== Directions for this task ==
Copy out the material in full. Leave every line as it is.

== Data for this task ==

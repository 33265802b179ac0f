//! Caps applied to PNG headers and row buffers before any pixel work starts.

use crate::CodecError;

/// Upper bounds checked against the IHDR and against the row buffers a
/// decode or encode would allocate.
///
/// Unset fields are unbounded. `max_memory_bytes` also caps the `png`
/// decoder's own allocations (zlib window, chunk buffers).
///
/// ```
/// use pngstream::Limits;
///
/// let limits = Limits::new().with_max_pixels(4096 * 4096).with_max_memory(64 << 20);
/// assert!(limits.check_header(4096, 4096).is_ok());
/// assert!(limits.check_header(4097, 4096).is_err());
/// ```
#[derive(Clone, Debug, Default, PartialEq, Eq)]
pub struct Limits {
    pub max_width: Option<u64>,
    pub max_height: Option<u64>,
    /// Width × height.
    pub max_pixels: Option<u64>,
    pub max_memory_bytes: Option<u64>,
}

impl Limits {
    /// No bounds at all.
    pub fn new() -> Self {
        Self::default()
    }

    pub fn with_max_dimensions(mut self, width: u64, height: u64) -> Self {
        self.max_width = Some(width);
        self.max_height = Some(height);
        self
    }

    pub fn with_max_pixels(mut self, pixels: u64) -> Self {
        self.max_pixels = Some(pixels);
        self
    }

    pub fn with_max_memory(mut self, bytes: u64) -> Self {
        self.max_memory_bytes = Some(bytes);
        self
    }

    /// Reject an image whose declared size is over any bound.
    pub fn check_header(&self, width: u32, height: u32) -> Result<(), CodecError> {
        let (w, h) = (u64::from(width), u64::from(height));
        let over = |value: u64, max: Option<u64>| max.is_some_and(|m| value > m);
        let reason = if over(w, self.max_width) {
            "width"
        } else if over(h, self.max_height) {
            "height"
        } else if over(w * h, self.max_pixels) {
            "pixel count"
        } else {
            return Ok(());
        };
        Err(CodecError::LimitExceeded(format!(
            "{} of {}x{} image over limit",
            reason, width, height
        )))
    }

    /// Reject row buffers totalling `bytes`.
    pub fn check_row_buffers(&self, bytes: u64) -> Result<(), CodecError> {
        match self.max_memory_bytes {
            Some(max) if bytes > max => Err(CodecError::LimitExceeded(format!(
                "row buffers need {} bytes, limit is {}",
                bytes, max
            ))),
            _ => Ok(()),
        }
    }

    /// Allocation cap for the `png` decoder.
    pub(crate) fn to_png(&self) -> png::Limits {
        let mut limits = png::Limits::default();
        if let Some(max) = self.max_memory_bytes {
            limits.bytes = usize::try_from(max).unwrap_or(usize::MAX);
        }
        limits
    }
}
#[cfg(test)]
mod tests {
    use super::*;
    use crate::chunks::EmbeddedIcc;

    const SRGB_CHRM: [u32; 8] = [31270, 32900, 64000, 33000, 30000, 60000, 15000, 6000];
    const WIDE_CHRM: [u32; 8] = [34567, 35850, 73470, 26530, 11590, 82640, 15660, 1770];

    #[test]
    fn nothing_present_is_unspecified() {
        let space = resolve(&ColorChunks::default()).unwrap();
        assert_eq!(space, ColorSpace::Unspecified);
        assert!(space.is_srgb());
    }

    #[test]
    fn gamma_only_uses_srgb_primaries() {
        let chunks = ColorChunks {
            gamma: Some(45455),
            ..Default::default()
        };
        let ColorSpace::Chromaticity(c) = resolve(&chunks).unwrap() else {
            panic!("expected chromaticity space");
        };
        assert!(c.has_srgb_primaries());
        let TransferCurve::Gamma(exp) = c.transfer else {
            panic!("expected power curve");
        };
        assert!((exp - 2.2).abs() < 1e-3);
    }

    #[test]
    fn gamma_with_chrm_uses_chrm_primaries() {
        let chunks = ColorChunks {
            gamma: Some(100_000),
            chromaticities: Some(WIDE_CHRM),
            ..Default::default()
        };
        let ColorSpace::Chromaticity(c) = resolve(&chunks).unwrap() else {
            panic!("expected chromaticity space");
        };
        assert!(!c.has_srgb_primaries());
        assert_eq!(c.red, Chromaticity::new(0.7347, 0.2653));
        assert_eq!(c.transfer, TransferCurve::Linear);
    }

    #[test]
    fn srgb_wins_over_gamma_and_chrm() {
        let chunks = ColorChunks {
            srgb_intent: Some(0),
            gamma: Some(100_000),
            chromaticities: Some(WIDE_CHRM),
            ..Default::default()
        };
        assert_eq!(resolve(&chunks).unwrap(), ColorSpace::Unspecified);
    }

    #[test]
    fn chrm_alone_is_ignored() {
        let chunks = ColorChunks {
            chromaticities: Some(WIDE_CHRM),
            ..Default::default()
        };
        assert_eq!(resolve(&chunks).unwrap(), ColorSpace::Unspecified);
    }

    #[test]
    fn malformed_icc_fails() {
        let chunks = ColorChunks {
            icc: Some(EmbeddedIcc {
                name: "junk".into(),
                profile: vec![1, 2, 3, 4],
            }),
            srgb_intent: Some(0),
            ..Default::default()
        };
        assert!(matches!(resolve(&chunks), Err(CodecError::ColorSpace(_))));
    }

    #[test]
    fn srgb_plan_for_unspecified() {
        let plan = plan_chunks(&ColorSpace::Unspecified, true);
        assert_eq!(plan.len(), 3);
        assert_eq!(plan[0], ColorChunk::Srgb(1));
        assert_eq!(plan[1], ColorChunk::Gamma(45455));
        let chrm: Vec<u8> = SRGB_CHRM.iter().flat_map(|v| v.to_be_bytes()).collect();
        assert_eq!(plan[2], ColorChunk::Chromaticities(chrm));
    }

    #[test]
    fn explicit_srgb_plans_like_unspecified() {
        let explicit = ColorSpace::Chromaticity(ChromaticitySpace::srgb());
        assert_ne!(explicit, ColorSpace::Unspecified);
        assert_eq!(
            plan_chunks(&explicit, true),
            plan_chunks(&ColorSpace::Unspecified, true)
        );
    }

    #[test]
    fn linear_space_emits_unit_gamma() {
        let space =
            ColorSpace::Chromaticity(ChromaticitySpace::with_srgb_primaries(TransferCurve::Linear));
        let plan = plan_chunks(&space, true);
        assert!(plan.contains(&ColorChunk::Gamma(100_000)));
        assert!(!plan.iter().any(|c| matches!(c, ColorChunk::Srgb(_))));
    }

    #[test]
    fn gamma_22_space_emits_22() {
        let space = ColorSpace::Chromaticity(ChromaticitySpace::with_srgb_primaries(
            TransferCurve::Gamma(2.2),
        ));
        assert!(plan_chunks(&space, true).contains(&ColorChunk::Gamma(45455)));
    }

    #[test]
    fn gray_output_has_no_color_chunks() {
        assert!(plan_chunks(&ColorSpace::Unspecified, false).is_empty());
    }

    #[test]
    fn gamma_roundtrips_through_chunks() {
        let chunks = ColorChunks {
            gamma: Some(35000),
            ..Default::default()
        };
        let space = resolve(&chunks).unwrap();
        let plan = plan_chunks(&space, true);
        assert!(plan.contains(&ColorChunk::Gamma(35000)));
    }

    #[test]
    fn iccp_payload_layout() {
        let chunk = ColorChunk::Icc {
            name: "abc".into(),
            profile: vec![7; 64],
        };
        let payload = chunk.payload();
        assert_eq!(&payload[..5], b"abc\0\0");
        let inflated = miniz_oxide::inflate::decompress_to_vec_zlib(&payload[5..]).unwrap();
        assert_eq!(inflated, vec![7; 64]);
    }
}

== Answer below ==
repository 33265802b179ac0f
//! Caps applied to PNG headers and row buffers before any pixel work starts.

use crate::CodecError;

/// Upper bounds checked against the IHDR and against the row buffers a
/// decode or encode would allocate.
///
/// Unset fields are unbounded. `max_memory_bytes` also caps the `png`
/// decoder's own allocations (zlib window, chunk buffers).
///
/// ```
/// use pngstream::Limits;
///
/// let limits = Limits::new().with_max_pixels(4096 * 4096).with_max_memory(64 << 20);
/// assert!(limits.check_header(4096, 4096).is_ok());
/// assert!(limits.check_header(4097, 4096).is_err());
/// ```
#[derive(Clone, Debug, Default, PartialEq, Eq)]
pub struct Limits {
    pub max_width: Option<u64>,
    pub max_height: Option<u64>,
    /// Width × height.
    pub max_pixels: Option<u64>,
    pub max_memory_bytes: Option<u64>,
}

impl Limits {
    /// No bounds at all.
    pub fn new() -> Self {
        Self::default()
    }

    pub fn with_max_dimensions(mut self, width: u64, height: u64) -> Self {
        self.max_width = Some(width);
        self.max_height = Some(height);
        self
    }

    pub fn with_max_pixels(mut self, pixels: u64) -> Self {
        self.max_pixels = Some(pixels);
        self
    }

    pub fn with_max_memory(mut self, bytes: u64) -> Self {
        self.max_memory_bytes = Some(bytes);
        self
    }

    /// Reject an image whose declared size is over any bound.
    pub fn check_header(&self, width: u32, height: u32) -> Result<(), CodecError> {
        let (w, h) = (u64::from(width), u64::from(height));
        let over = |value: u64, max: Option<u64>| max.is_some_and(|m| value > m);
        let reason = if over(w, self.max_width) {
            "width"
        } else if over(h, self.max_height) {
            "height"
        } else if over(w * h, self.max_pixels) {
            "pixel count"
        } else {
            return Ok(());
        };
        Err(CodecError::LimitExceeded(format!(
            "{} of {}x{} image over limit",
            reason, width, height
        )))
    }

    /// Reject row buffers totalling `bytes`.
    pub fn check_row_buffers(&self, bytes: u64) -> Result<(), CodecError> {
        match self.max_memory_bytes {
            Some(max) if bytes > max => Err(CodecError::LimitExceeded(format!(
                "row buffers need {} bytes, limit is {}",
                bytes, max
            ))),
            _ => Ok(()),
        }
    }

    /// Allocation cap for the `png` decoder.
    pub(crate) fn to_png(&self) -> png::Limits {
        let mut limits = png::Limits::default();
        if let Some(max) = self.max_memory_bytes {
            limits.bytes = usize::try_from(max).unwrap_or(usize::MAX);
        }
        limits
    }
}
#[cfg(test)]
mod tests {
    use super::*;
    use crate::chunks::EmbeddedIcc;

    const SRGB_CHRM: [u32; 8] = [31270, 32900, 64000, 33000, 30000, 60000, 15000, 6000];
    const WIDE_CHRM: [u32; 8] = [34567, 35850, 73470, 26530, 11590, 82640, 15660, 1770];

    #[test]
    fn nothing_present_is_unspecified() {
        let space = resolve(&ColorChunks::default()).unwrap();
        assert_eq!(space, ColorSpace::Unspecified);
        assert!(space.is_srgb());
    }

    #[test]
    fn gamma_only_uses_srgb_primaries() {
        let chunks = ColorChunks {
            gamma: Some(45455),
            ..Default::default()
        };
        let ColorSpace::Chromaticity(c) = resolve(&chunks).unwrap() else {
            panic!("expected chromaticity space");
        };
        assert!(c.has_srgb_primaries());
        let TransferCurve::Gamma(exp) = c.transfer else {
            panic!("expected power curve");
        };
        assert!((exp - 2.2).abs() < 1e-3);
    }

    #[test]
    fn gamma_with_chrm_uses_chrm_primaries() {
        let chunks = ColorChunks {
            gamma: Some(100_000),
            chromaticities: Some(WIDE_CHRM),
            ..Default::default()
        };
        let ColorSpace::Chromaticity(c) = resolve(&chunks).unwrap() else {
            panic!("expected chromaticity space");
        };
        assert!(!c.has_srgb_primaries());
        assert_eq!(c.red, Chromaticity::new(0.7347, 0.2653));
        assert_eq!(c.transfer, TransferCurve::Linear);
    }

    #[test]
    fn srgb_wins_over_gamma_and_chrm() {
        let chunks = ColorChunks {
            srgb_intent: Some(0),
            gamma: Some(100_000),
            chromaticities: Some(WIDE_CHRM),
            ..Default::default()
        };
        assert_eq!(resolve(&chunks).unwrap(), ColorSpace::Unspecified);
    }

    #[test]
    fn chrm_alone_is_ignored() {
        let chunks = ColorChunks {
            chromaticities: Some(WIDE_CHRM),
            ..Default::default()
        };
        assert_eq!(resolve(&chunks).unwrap(), ColorSpace::Unspecified);
    }

    #[test]
    fn malformed_icc_fails() {
        let chunks = ColorChunks {
            icc: Some(EmbeddedIcc {
                name: "junk".into(),
                profile: vec![1, 2, 3, 4],
            }),
            srgb_intent: Some(0),
            ..Default::default()
        };
        assert!(matches!(resolve(&chunks), Err(CodecError::ColorSpace(_))));
    }

    #[test]
    fn srgb_plan_for_unspecified() {
        let plan = plan_chunks(&ColorSpace::Unspecified, true);
        assert_eq!(plan.len(), 3);
        assert_eq!(plan[0], ColorChunk::Srgb(1));
        assert_eq!(plan[1], ColorChunk::Gamma(45455));
        let chrm: Vec<u8> = SRGB_CHRM.iter().flat_map(|v| v.to_be_bytes()).collect();
        assert_eq!(plan[2], ColorChunk::Chromaticities(chrm));
    }

    #[test]
    fn explicit_srgb_plans_like_unspecified() {
        let explicit = ColorSpace::Chromaticity(ChromaticitySpace::srgb());
        assert_ne!(explicit, ColorSpace::Unspecified);
        assert_eq!(
            plan_chunks(&explicit, true),
            plan_chunks(&ColorSpace::Unspecified, true)
        );
    }

    #[test]
    fn linear_space_emits_unit_gamma() {
        let space =
            ColorSpace::Chromaticity(ChromaticitySpace::with_srgb_primaries(TransferCurve::Linear));
        let plan = plan_chunks(&space, true);
        assert!(plan.contains(&ColorChunk::Gamma(100_000)));
        assert!(!plan.iter().any(|c| matches!(c, ColorChunk::Srgb(_))));
    }

    #[test]
    fn gamma_22_space_emits_22() {
        let space = ColorSpace::Chromaticity(ChromaticitySpace::with_srgb_primaries(
            TransferCurve::Gamma(2.2),
        ));
        assert!(plan_chunks(&space, true).contains(&ColorChunk::Gamma(45455)));
    }

    #[test]
    fn gray_output_has_no_color_chunks() {
        assert!(plan_chunks(&ColorSpace::Unspecified, false).is_empty());
    }

    #[test]
    fn gamma_roundtrips_through_chunks() {
        let chunks = ColorChunks {
            gamma: Some(35000),
            ..Default::default()
        };
        let space = resolve(&chunks).unwrap();
        let plan = plan_chunks(&space, true);
        assert!(plan.contains(&ColorChunk::Gamma(35000)));
    }

    #[test]
    fn iccp_payload_layout() {
        let chunk = ColorChunk::Icc {
            name: "abc".into(),
            profile: vec![7; 64],
        };
        let payload = chunk.payload();
        assert_eq!(&payload[..5], b"abc\0\0");
        let inflated = miniz_oxide::inflate::decompress_to_vec_zlib(&payload[5..]).unwrap();
        assert_eq!(inflated, vec![7; 64]);
    }
}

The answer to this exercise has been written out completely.